**TASK:** Whenever a line contains the string "pending", copy it out of the entries.

**SUPPLIED DATA:**
//! Batch scraping over a bounded pool of tokio tasks.
//!
//! Each URL becomes one task that resolves an adapter, extracts a record
//! (deterministically or through the agent fallback) and hands it to the
//! store. At most `max_concurrent` tasks are in flight. Every input URL
//! yields exactly one [`Outcome`], including URLs whose task panicked.

use std::collections::HashMap;
use std::sync::Arc;

use pricewatch_core::{PriceRecord, ProductStore, StoreError};
use tokio::task::{Id, JoinError, JoinSet};

use crate::agent::{AgentClient, FallbackStrategy};
use crate::client::PageFetcher;
use crate::error::ScrapeError;
use crate::pipeline;
use crate::registry::{AdapterRegistry, Resolution};

/// Terminal result for one URL of a batch.
#[derive(Debug)]
pub enum Outcome {
    /// A record was extracted. `persist_error` is set when the store
    /// rejected it; the scrape itself still counts as a success.
    Success {
        record: PriceRecord,
        persist_error: Option<StoreError>,
    },
    Failure {
        url: String,
        error: ScrapeError,
    },
}

impl Outcome {
    #[must_use]
    pub fn url(&self) -> &str {
        match self {
            Outcome::Success { record, .. } => record.source_url(),
            Outcome::Failure { url, .. } => url,
        }
    }

    #[must_use]
    pub fn is_success(&self) -> bool {
        matches!(self, Outcome::Success { .. })
    }
}

/// Counts over a finished batch.
#[derive(Debug, Clone, Copy, Default, PartialEq, Eq)]
pub struct BatchSummary {
    pub total: usize,
    pub succeeded: usize,
    pub failed: usize,
    pub persist_failed: usize,
}

impl BatchSummary {
    #[must_use]
    pub fn from_outcomes(outcomes: &[Outcome]) -> Self {
        outcomes
            .iter()
            .fold(Self::default(), |mut summary, outcome| {
                summary.total += 1;
                match outcome {
                    Outcome::Success { persist_error, .. } => {
                        summary.succeeded += 1;
                        if persist_error.is_some() {
                            summary.persist_failed += 1;
                        }
                    }
                    Outcome::Failure { .. } => summary.failed += 1,
                }
                summary
            })
    }
}

struct Inner<F, A, S> {
    registry: AdapterRegistry,
    fetcher: F,
    fallback: FallbackStrategy<A>,
    store: S,
    max_concurrent: usize,
}

/// Dispatches URLs to the deterministic pipeline or the agent fallback and
/// persists every extracted record.
pub struct Orchestrator<F, A, S> {
    inner: Arc<Inner<F, A, S>>,
}

impl<F, A, S> Orchestrator<F, A, S>
where
    F: PageFetcher + 'static,
    A: AgentClient + 'static,
    S: ProductStore + 'static,
{
    /// `max_concurrent` below 1 is treated as 1.
    pub fn new(
        registry: AdapterRegistry,
        fetcher: F,
        fallback: FallbackStrategy<A>,
        store: S,
        max_concurrent: usize,
    ) -> Self {
        Self {
            inner: Arc::new(Inner {
                registry,
                fetcher,
                fallback,
                store,
                max_concurrent: max_concurrent.max(1),
            }),
        }
    }

    /// Loads the active product list once and scrapes it.
    ///
    /// # Errors
    ///
    /// Returns [`StoreError`] only if the product list cannot be loaded.
    /// Per-URL failures are reported as [`Outcome::Failure`].
    pub async fn run_active(&self) -> Result<Vec<Outcome>, StoreError> {
        let products = self.inner.store.load_active_products().await?;
        let urls = products.into_iter().map(|p| p.url).collect();
        Ok(self.run_batch(urls).await)
    }

    /// Scrapes `urls` and returns one outcome per URL in completion order.
    pub async fn run_batch(&self, urls: Vec<String>) -> Vec<Outcome> {
        let total = urls.len();
        tracing::info!(
            url_count = total,
            max_concurrent = self.inner.max_concurrent,
            "starting scrape batch"
        );

        let mut pending = urls.into_iter();
        let mut in_flight: HashMap<Id, String> = HashMap::new();
        let mut tasks = JoinSet::new();
        let mut outcomes = Vec::with_capacity(total);

        loop {
            while in_flight.len() < self.inner.max_concurrent {
                let Some(url) = pending.next() else { break };
                let inner = Arc::clone(&self.inner);
                let task_url = url.clone();
                let handle = tasks.spawn(async move { inner.process(task_url).await });
                in_flight.insert(handle.id(), url);
            }

            let Some(joined) = tasks.join_next_with_id().await else {
                break;
            };
            let outcome = match joined {
                Ok((id, outcome)) => {
                    in_flight.remove(&id);
                    outcome
                }
                Err(join_error) => {
                    let url = in_flight.remove(&join_error.id()).unwrap_or_default();
                    Outcome::Failure {
                        url,
                        error: ScrapeError::WorkerPanic {
                            message: panic_message(join_error),
                        },
                    }
                }
            };
            log_outcome(&outcome);
            outcomes.push(outcome);
        }

        let summary = BatchSummary::from_outcomes(&outcomes);
        tracing::info!(
            total = summary.total,
            succeeded = summary.succeeded,
            failed = summary.failed,
            persist_failed = summary.persist_failed,
            "scrape batch finished"
        );
        outcomes
    }
}

impl<F, A, S> Inner<F, A, S>
where
    F: PageFetcher,
    A: AgentClient,
    S: ProductStore,
{
    async fn process(&self, url: String) -> Outcome {
        match self.scrape(&url).await {
            Ok(record) => {
                let persist_error = self.store.append_price_record(&record).await.err();
                Outcome::Success {
                    record,
                    persist_error,
                }
            }
            Err(error) => Outcome::Failure { url, error },
        }
    }

    async fn scrape(&self, url: &str) -> Result<PriceRecord, ScrapeError> {
        match self.registry.resolve(url)? {
            Resolution::Adapter(adapter) => {
                pipeline::run(&self.fetcher, adapter.as_ref(), url).await
            }
            Resolution::NotFound(source_key) => {
                tracing::debug!(url, %source_key, "no adapter registered, using agent fallback");
                self.fallback.run(url).await
            }
        }
    }
}

fn log_outcome(outcome: &Outcome) {
    match outcome {
        Outcome::Success {
            record,
            persist_error: None,
        } => tracing::info!(
            url = record.source_url(),
            price = %record.price(),
            currency = %record.currency(),
            available = record.availability(),
            "scraped product"
        ),
        Outcome::Success {
            record,
            persist_error: Some(error),
        } => tracing::error!(
            url = record.source_url(),
            error = %error,
            "scraped product but failed to store price record"
        ),
        Outcome::Failure { url, error } => {
            tracing::warn!(url = %url, error = %error, "scrape failed");
        }
    }
}

fn panic_message(error: JoinError) -> String {
    if !error.is_panic() {
        return error.to_string();
    }
    let payload = error.into_panic();
    payload
        .downcast_ref::<&str>()
        .map(|s| (*s).to_owned())
        .or_else(|| payload.downcast_ref::<String>().cloned())
        .unwrap_or_else(|| "task panicked with a non-string payload".to_owned())
}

**PROBLEM SOLUTION:**
        let mut pending = urls.into_iter();
                let Some(url) = pending.next() else { break };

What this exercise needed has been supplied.